Goal of the exercise
All of the records should come back exactly as written.

(Records from a data collection)
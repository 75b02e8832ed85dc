//! Version constraints carried by dependency declarations.

use super::VersionReq;
use serde::{Deserialize, Serialize};
use std::fmt;
use std::str::FromStr;
use thiserror::Error;

/// What a declaration requires of a dependency's revision
#[derive(Debug, Clone, PartialEq, Eq, Hash, Serialize, Deserialize)]
#[serde(try_from = "String", into = "String")]
pub enum Constraint {
    /// Unconstrained; resolves to the default branch tip
    Any,
    /// An exact revision identifier
    Revision(String),
    /// A branch name, resolved to its tip
    Branch(String),
    /// A tag name
    Tag(String),
    /// A semantic-version range, resolved against the repository's tags
    Range(VersionReq),
}

#[derive(Error, Debug)]
#[error("Invalid constraint '{input}': {reason}")]
pub struct ConstraintParseError {
    pub input: String,
    pub reason: String,
}

impl Constraint {
    /// Check if this is the unconstrained identity
    pub fn is_any(&self) -> bool {
        matches!(self, Constraint::Any)
    }

    /// Short label for the constraint kind, used in log fields
    pub fn kind(&self) -> &'static str {
        match self {
            Constraint::Any => "any",
            Constraint::Revision(_) => "rev",
            Constraint::Branch(_) => "branch",
            Constraint::Tag(_) => "tag",
            Constraint::Range(_) => "version",
        }
    }

    /// Check whether a pinned tag name satisfies this constraint.
    ///
    /// Only ranges and tags can be checked without a repository, so every
    /// other kind reports `true`.
    pub fn admits_tag(&self, tag: Option<&str>) -> bool {
        match self {
            Constraint::Range(req) => tag
                .and_then(super::Version::parse_tag)
                .map_or(false, |v| req.matches(&v)),
            Constraint::Tag(name) => tag == Some(name.as_str()),
            _ => true,
        }
    }
}

impl fmt::Display for Constraint {
    fn fmt(&self, f: &mut fmt::Formatter<'_>) -> fmt::Result {
        match self {
            Constraint::Any => write!(f, "any"),
            Constraint::Revision(rev) => write!(f, "rev:{}", rev),
            Constraint::Branch(name) => write!(f, "branch:{}", name),
            Constraint::Tag(name) => write!(f, "tag:{}", name),
            Constraint::Range(req) => write!(f, "version:{}", req),
        }
    }
}

impl FromStr for Constraint {
    type Err = ConstraintParseError;

    fn from_str(s: &str) -> Result<Self, Self::Err> {
        let input = s.trim();
        if input.is_empty() || input == "any" || input == "*" {
            return Ok(Constraint::Any);
        }

        let error = |reason: &str| ConstraintParseError {
            input: input.to_string(),
            reason: reason.to_string(),
        };

        let (kind, value) = match input.split_once(':') {
            Some((kind, value)) => (kind, value.trim()),
            // Bare strings are version ranges (`^1.2`, `>=1.0, <2.0`)
            None => ("version", input),
        };
        if value.is_empty() {
            return Err(error("missing value"));
        }

        match kind {
            "rev" => Ok(Constraint::Revision(value.to_string())),
            "branch" => Ok(Constraint::Branch(value.to_string())),
            "tag" => Ok(Constraint::Tag(value.to_string())),
            "version" => VersionReq::parse(value)
                .map(Constraint::Range)
                .map_err(|e| error(&e.to_string())),
            _ => Err(error("unknown constraint kind")),
        }
    }
}

impl TryFrom<String> for Constraint {
    type Error = ConstraintParseError;

    fn try_from(value: String) -> Result<Self, Self::Error> {
        value.parse()
    }
}

impl From<Constraint> for String {
    fn from(value: Constraint) -> Self {
        value.to_string()
    }
}

#[cfg(test)]
mod tests {
    use super::*;

    #[test]
    fn test_parse_kinds() {
        assert_eq!(Constraint::from_str("any").unwrap(), Constraint::Any);
        assert_eq!(Constraint::from_str("").unwrap(), Constraint::Any);
        assert_eq!(
            Constraint::from_str("rev:abc123").unwrap(),
            Constraint::Revision("abc123".to_string())
        );
        assert_eq!(
            Constraint::from_str("branch:main").unwrap(),
            Constraint::Branch("main".to_string())
        );
        assert_eq!(
            Constraint::from_str("tag:v1.2.0").unwrap(),
            Constraint::Tag("v1.2.0".to_string())
        );
        assert!(matches!(
            Constraint::from_str(">=1.0,<2.0").unwrap(),
            Constraint::Range(_)
        ));
    }

    #[test]
    fn test_parse_rejects_unknown_kind() {
        assert!(Constraint::from_str("commit:abc").is_err());
        assert!(Constraint::from_str("rev:").is_err());
    }

    #[test]
    fn test_display_reparses() {
        for text in ["any", "rev:abc", "branch:dev", "tag:v1", "version:>=1.0.0, <2.0.0"] {
            let constraint = Constraint::from_str(text).unwrap();
            assert_eq!(constraint.to_string(), text);
        }
    }

    #[test]
    fn test_admits_tag() {
        let range = Constraint::from_str(">=1.0,<2.0").unwrap();
        assert!(range.admits_tag(Some("v1.9")));
        assert!(!range.admits_tag(Some("2.0")));
        assert!(!range.admits_tag(None));
        assert!(Constraint::Any.admits_tag(None));
    }

    #[test]
    fn test_serde_as_string() {
        let constraint = Constraint::Branch("main".to_string());
        let json = serde_json::to_string(&constraint).unwrap();
        assert_eq!(json, "\"branch:main\"");
        let back: Constraint = serde_json::from_str(&json).unwrap();
        assert_eq!(back, constraint);
    }
}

Solution for this problem
repository 75b02e8832ed85dc
//! Version constraints carried by dependency declarations.

use super::VersionReq;
use serde::{Deserialize, Serialize};
use std::fmt;
use std::str::FromStr;
use thiserror::Error;

/// What a declaration requires of a dependency's revision
#[derive(Debug, Clone, PartialEq, Eq, Hash, Serialize, Deserialize)]
#[serde(try_from = "String", into = "String")]
pub enum Constraint {
    /// Unconstrained; resolves to the default branch tip
    Any,
    /// An exact revision identifier
    Revision(String),
    /// A branch name, resolved to its tip
    Branch(String),
    /// A tag name
    Tag(String),
    /// A semantic-version range, resolved against the repository's tags
    Range(VersionReq),
}

#[derive(Error, Debug)]
#[error("Invalid constraint '{input}': {reason}")]
pub struct ConstraintParseError {
    pub input: String,
    pub reason: String,
}

impl Constraint {
    /// Check if this is the unconstrained identity
    pub fn is_any(&self) -> bool {
        matches!(self, Constraint::Any)
    }

    /// Short label for the constraint kind, used in log fields
    pub fn kind(&self) -> &'static str {
        match self {
            Constraint::Any => "any",
            Constraint::Revision(_) => "rev",
            Constraint::Branch(_) => "branch",
            Constraint::Tag(_) => "tag",
            Constraint::Range(_) => "version",
        }
    }

    /// Check whether a pinned tag name satisfies this constraint.
    ///
    /// Only ranges and tags can be checked without a repository, so every
    /// other kind reports `true`.
    pub fn admits_tag(&self, tag: Option<&str>) -> bool {
        match self {
            Constraint::Range(req) => tag
                .and_then(super::Version::parse_tag)
                .map_or(false, |v| req.matches(&v)),
            Constraint::Tag(name) => tag == Some(name.as_str()),
            _ => true,
        }
    }
}

impl fmt::Display for Constraint {
    fn fmt(&self, f: &mut fmt::Formatter<'_>) -> fmt::Result {
        match self {
            Constraint::Any => write!(f, "any"),
            Constraint::Revision(rev) => write!(f, "rev:{}", rev),
            Constraint::Branch(name) => write!(f, "branch:{}", name),
            Constraint::Tag(name) => write!(f, "tag:{}", name),
            Constraint::Range(req) => write!(f, "version:{}", req),
        }
    }
}

impl FromStr for Constraint {
    type Err = ConstraintParseError;

    fn from_str(s: &str) -> Result<Self, Self::Err> {
        let input = s.trim();
        if input.is_empty() || input == "any" || input == "*" {
            return Ok(Constraint::Any);
        }

        let error = |reason: &str| ConstraintParseError {
            input: input.to_string(),
            reason: reason.to_string(),
        };

        let (kind, value) = match input.split_once(':') {
            Some((kind, value)) => (kind, value.trim()),
            // Bare strings are version ranges (`^1.2`, `>=1.0, <2.0`)
            None => ("version", input),
        };
        if value.is_empty() {
            return Err(error("missing value"));
        }

        match kind {
            "rev" => Ok(Constraint::Revision(value.to_string())),
            "branch" => Ok(Constraint::Branch(value.to_string())),
            "tag" => Ok(Constraint::Tag(value.to_string())),
            "version" => VersionReq::parse(value)
                .map(Constraint::Range)
                .map_err(|e| error(&e.to_string())),
            _ => Err(error("unknown constraint kind")),
        }
    }
}

impl TryFrom<String> for Constraint {
    type Error = ConstraintParseError;

    fn try_from(value: String) -> Result<Self, Self::Error> {
        value.parse()
    }
}

impl From<Constraint> for String {
    fn from(value: Constraint) -> Self {
        value.to_string()
    }
}

#[cfg(test)]
mod tests {
    use super::*;

    #[test]
    fn test_parse_kinds() {
        assert_eq!(Constraint::from_str("any").unwrap(), Constraint::Any);
        assert_eq!(Constraint::from_str("").unwrap(), Constraint::Any);
        assert_eq!(
            Constraint::from_str("rev:abc123").unwrap(),
            Constraint::Revision("abc123".to_string())
        );
        assert_eq!(
            Constraint::from_str("branch:main").unwrap(),
            Constraint::Branch("main".to_string())
        );
        assert_eq!(
            Constraint::from_str("tag:v1.2.0").unwrap(),
            Constraint::Tag("v1.2.0".to_string())
        );
        assert!(matches!(
            Constraint::from_str(">=1.0,<2.0").unwrap(),
            Constraint::Range(_)
        ));
    }

    #[test]
    fn test_parse_rejects_unknown_kind() {
        assert!(Constraint::from_str("commit:abc").is_err());
        assert!(Constraint::from_str("rev:").is_err());
    }

    #[test]
    fn test_display_reparses() {
        for text in ["any", "rev:abc", "branch:dev", "tag:v1", "version:>=1.0.0, <2.0.0"] {
            let constraint = Constraint::from_str(text).unwrap();
            assert_eq!(constraint.to_string(), text);
        }
    }

    #[test]
    fn test_admits_tag() {
        let range = Constraint::from_str(">=1.0,<2.0").unwrap();
        assert!(range.admits_tag(Some("v1.9")));
        assert!(!range.admits_tag(Some("2.0")));
        assert!(!range.admits_tag(None));
        assert!(Constraint::Any.admits_tag(None));
    }

    #[test]
    fn test_serde_as_string() {
        let constraint = Constraint::Branch("main".to_string());
        let json = serde_json::to_string(&constraint).unwrap();
        assert_eq!(json, "\"branch:main\"");
        let back: Constraint = serde_json::from_str(&json).unwrap();
        assert_eq!(back, constraint);
    }
}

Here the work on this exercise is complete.